Write the entries below out again without a single difference.

BEGIN Records for the task

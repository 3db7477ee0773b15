//! Display-only glyph alphabet.
//!
//! A fixed one-to-one mapping from `A`..`Z` to glyph strings, applied to
//! final substitution output for display. Several glyphs span more than
//! one code point, so decoding matches the longest glyph first. This codec
//! never touches rotor state.

/// Glyph for each letter, indexed by `letter - 'A'`.
pub const GLYPHS: [&str; 26] = [
    "\u{1511}",          // A
    "\u{0296}",          // B
    "\u{14F5}",          // C
    "\u{21B8}",          // D
    "\u{14B7}",          // E
    "\u{2393}",          // F
    "\u{22A3}",          // G
    "\u{2351}",          // H
    "\u{254E}",          // I
    "\u{22EE}",          // J
    "\u{A58C}",          // K
    "\u{A58E}",          // L
    "\u{14B2}",          // M
    "\u{30EA}",          // N
    "\u{1D679}",         // O
    "!\u{00A1}",         // P
    "\u{1451}",          // Q
    "\u{2237}",          // R
    "\u{14ED}",          // S
    "\u{2138}\u{0323}",  // T
    "\u{268D}",          // U
    "\u{234A}",          // V
    "\u{2234}",          // W
    "\u{0307}/",         // X
    "||",                // Y
    "\u{2A05}",          // Z
];

/// Replaces every letter (either case) with its glyph.
///
/// # Examples
///
/// ```
/// use rotorcrypt::glyph;
///
/// assert_eq!(glyph::encode("Ab 2"), "\u{1511}\u{0296} 2");
/// ```
pub fn encode(text: &str) -> String {
    let mut output = String::with_capacity(text.len() * 3);
    for c in text.chars() {
        let upper = c.to_ascii_uppercase();
        if upper.is_ascii_uppercase() {
            output.push_str(GLYPHS[(upper as u8 - b'A') as usize]);
        } else {
            output.push(c);
        }
    }
    output
}

/// Maps glyphs back to uppercase letters.
///
/// Scans left to right; at each position the longest matching glyph wins,
/// otherwise one character is copied through unchanged.
///
/// # Examples
///
/// ```
/// use rotorcrypt::glyph;
///
/// assert_eq!(glyph::decode(&glyph::encode("PXTY 7")), "PXTY 7");
/// ```
pub fn decode(text: &str) -> String {
    let mut by_length: Vec<(usize, &str)> = GLYPHS.iter().copied().enumerate().collect();
    by_length.sort_by_key(|(_, g)| std::cmp::Reverse(g.chars().count()));

    let mut output = String::with_capacity(text.len());
    let mut rest = text;
    while let Some(c) = rest.chars().next() {
        match by_length.iter().find(|(_, g)| rest.starts_with(g)) {
            Some(&(letter, g)) => {
                output.push((b'A' + letter as u8) as char);
                rest = &rest[g.len()..];
            }
            None => {
                output.push(c);
                rest = &rest[c.len_utf8()..];
            }
        }
    }
    output
}

#[cfg(test)]
mod tests {
    use super::*;

    #[test]
    fn test_table_is_injective() {
        for (i, a) in GLYPHS.iter().enumerate() {
            for b in GLYPHS.iter().skip(i + 1) {
                assert_ne!(a, b);
            }
        }
    }

    #[test]
    fn test_alphabet_roundtrip() {
        let alphabet = "ABCDEFGHIJKLMNOPQRSTUVWXYZ";
        assert_eq!(decode(&encode(alphabet)), alphabet);
    }

    #[test]
    fn test_lowercase_encodes_as_uppercase() {
        assert_eq!(encode("y"), "||");
        assert_eq!(decode(&encode("hello")), "HELLO");
    }

    #[test]
    fn test_non_letters_pass_through() {
        assert_eq!(encode("234567 -"), "234567 -");
        assert_eq!(decode("234567 -"), "234567 -");
    }

    #[test]
    fn test_multi_codepoint_glyphs() {
        assert_eq!(encode("T").chars().count(), 2);
        assert_eq!(decode("\u{2138}\u{0323}"), "T");
        // a bare 'ℸ' without the combining mark is not a glyph
        assert_eq!(decode("\u{2138}"), "\u{2138}");
        assert_eq!(decode("!\u{00A1}!"), "P!");
    }

    #[test]
    fn test_mixed_ciphertext() {
        let ciphertext = "NB2HI4DTHIXS6ZLYMFWXA3DFFZRW63I";
        assert_eq!(decode(&encode(ciphertext)), ciphertext);
    }
}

END Records for the task

[Expected answer]
repository 3db7477ee0773b15
//! Display-only glyph alphabet.
//!
//! A fixed one-to-one mapping from `A`..`Z` to glyph strings, applied to
//! final substitution output for display. Several glyphs span more than
//! one code point, so decoding matches the longest glyph first. This codec
//! never touches rotor state.

/// Glyph for each letter, indexed by `letter - 'A'`.
pub const GLYPHS: [&str; 26] = [
    "\u{1511}",          // A
    "\u{0296}",          // B
    "\u{14F5}",          // C
    "\u{21B8}",          // D
    "\u{14B7}",          // E
    "\u{2393}",          // F
    "\u{22A3}",          // G
    "\u{2351}",          // H
    "\u{254E}",          // I
    "\u{22EE}",          // J
    "\u{A58C}",          // K
    "\u{A58E}",          // L
    "\u{14B2}",          // M
    "\u{30EA}",          // N
    "\u{1D679}",         // O
    "!\u{00A1}",         // P
    "\u{1451}",          // Q
    "\u{2237}",          // R
    "\u{14ED}",          // S
    "\u{2138}\u{0323}",  // T
    "\u{268D}",          // U
    "\u{234A}",          // V
    "\u{2234}",          // W
    "\u{0307}/",         // X
    "||",                // Y
    "\u{2A05}",          // Z
];

/// Replaces every letter (either case) with its glyph.
///
/// # Examples
///
/// ```
/// use rotorcrypt::glyph;
///
/// assert_eq!(glyph::encode("Ab 2"), "\u{1511}\u{0296} 2");
/// ```
pub fn encode(text: &str) -> String {
    let mut output = String::with_capacity(text.len() * 3);
    for c in text.chars() {
        let upper = c.to_ascii_uppercase();
        if upper.is_ascii_uppercase() {
            output.push_str(GLYPHS[(upper as u8 - b'A') as usize]);
        } else {
            output.push(c);
        }
    }
    output
}

/// Maps glyphs back to uppercase letters.
///
/// Scans left to right; at each position the longest matching glyph wins,
/// otherwise one character is copied through unchanged.
///
/// # Examples
///
/// ```
/// use rotorcrypt::glyph;
///
/// assert_eq!(glyph::decode(&glyph::encode("PXTY 7")), "PXTY 7");
/// ```
pub fn decode(text: &str) -> String {
    let mut by_length: Vec<(usize, &str)> = GLYPHS.iter().copied().enumerate().collect();
    by_length.sort_by_key(|(_, g)| std::cmp::Reverse(g.chars().count()));

    let mut output = String::with_capacity(text.len());
    let mut rest = text;
    while let Some(c) = rest.chars().next() {
        match by_length.iter().find(|(_, g)| rest.starts_with(g)) {
            Some(&(letter, g)) => {
                output.push((b'A' + letter as u8) as char);
                rest = &rest[g.len()..];
            }
            None => {
                output.push(c);
                rest = &rest[c.len_utf8()..];
            }
        }
    }
    output
}

#[cfg(test)]
mod tests {
    use super::*;

    #[test]
    fn test_table_is_injective() {
        for (i, a) in GLYPHS.iter().enumerate() {
            for b in GLYPHS.iter().skip(i + 1) {
                assert_ne!(a, b);
            }
        }
    }

    #[test]
    fn test_alphabet_roundtrip() {
        let alphabet = "ABCDEFGHIJKLMNOPQRSTUVWXYZ";
        assert_eq!(decode(&encode(alphabet)), alphabet);
    }

    #[test]
    fn test_lowercase_encodes_as_uppercase() {
        assert_eq!(encode("y"), "||");
        assert_eq!(decode(&encode("hello")), "HELLO");
    }

    #[test]
    fn test_non_letters_pass_through() {
        assert_eq!(encode("234567 -"), "234567 -");
        assert_eq!(decode("234567 -"), "234567 -");
    }

    #[test]
    fn test_multi_codepoint_glyphs() {
        assert_eq!(encode("T").chars().count(), 2);
        assert_eq!(decode("\u{2138}\u{0323}"), "T");
        // a bare 'ℸ' without the combining mark is not a glyph
        assert_eq!(decode("\u{2138}"), "\u{2138}");
        assert_eq!(decode("!\u{00A1}!"), "P!");
    }

    #[test]
    fn test_mixed_ciphertext() {
        let ciphertext = "NB2HI4DTHIXS6ZLYMFWXA3DFFZRW63I";
        assert_eq!(decode(&encode(ciphertext)), ciphertext);
    }
}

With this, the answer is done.